What you will do:
If a line in the data below contains the word "crate", copy it out.

(Extracted entries Opens)

//! Zone mapper sections.

use serde::{Deserialize, Serialize};

use super::defaults;
use crate::core::Roi;
use crate::zones::ZoneMapperConfig;

/// Strategic (coarse, wide-field) mapper section
#[derive(Clone, Debug, PartialEq, Serialize, Deserialize)]
pub struct StrategicSection {
    #[serde(default = "defaults::strategic_grid_h")]
    pub grid_h: usize,

    #[serde(default = "defaults::strategic_grid_w")]
    pub grid_w: usize,

    #[serde(default = "defaults::strategic_warn")]
    pub warn_threshold: f32,

    #[serde(default = "defaults::strategic_emergency")]
    pub emergency_threshold: f32,

    /// Normalized `{ y0, y1, x0, x1 }`
    #[serde(default = "defaults::strategic_roi")]
    pub roi: Roi,
}

impl Default for StrategicSection {
    fn default() -> Self {
        Self {
            grid_h: defaults::strategic_grid_h(),
            grid_w: defaults::strategic_grid_w(),
            warn_threshold: defaults::strategic_warn(),
            emergency_threshold: defaults::strategic_emergency(),
            roi: defaults::strategic_roi(),
        }
    }
}

impl StrategicSection {
    pub fn to_mapper_config(&self) -> ZoneMapperConfig {
        ZoneMapperConfig {
            grid_h: self.grid_h,
            grid_w: self.grid_w,
            warn_threshold: self.warn_threshold,
            emergency_threshold: self.emergency_threshold,
            roi: self.roi,
        }
    }
}

/// Reactive (fine, near-field) mapper section
#[derive(Clone, Debug, PartialEq, Serialize, Deserialize)]
pub struct ReactiveSection {
    #[serde(default = "defaults::reactive_grid_h")]
    pub grid_h: usize,

    #[serde(default = "defaults::reactive_grid_w")]
    pub grid_w: usize,

    #[serde(default = "defaults::reactive_warn")]
    pub warn_threshold: f32,

    #[serde(default = "defaults::reactive_emergency")]
    pub emergency_threshold: f32,

    #[serde(default = "defaults::reactive_roi")]
    pub roi: Roi,
}

impl Default for ReactiveSection {
    fn default() -> Self {
        Self {
            grid_h: defaults::reactive_grid_h(),
            grid_w: defaults::reactive_grid_w(),
            warn_threshold: defaults::reactive_warn(),
            emergency_threshold: defaults::reactive_emergency(),
            roi: defaults::reactive_roi(),
        }
    }
}

impl ReactiveSection {
    pub fn to_mapper_config(&self) -> ZoneMapperConfig {
        ZoneMapperConfig {
            grid_h: self.grid_h,
            grid_w: self.grid_w,
            warn_threshold: self.warn_threshold,
            emergency_threshold: self.emergency_threshold,
            roi: self.roi,
        }
    }
}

(Extracted entries Closes)

Result below:
use crate::core::Roi;
use crate::zones::ZoneMapperConfig;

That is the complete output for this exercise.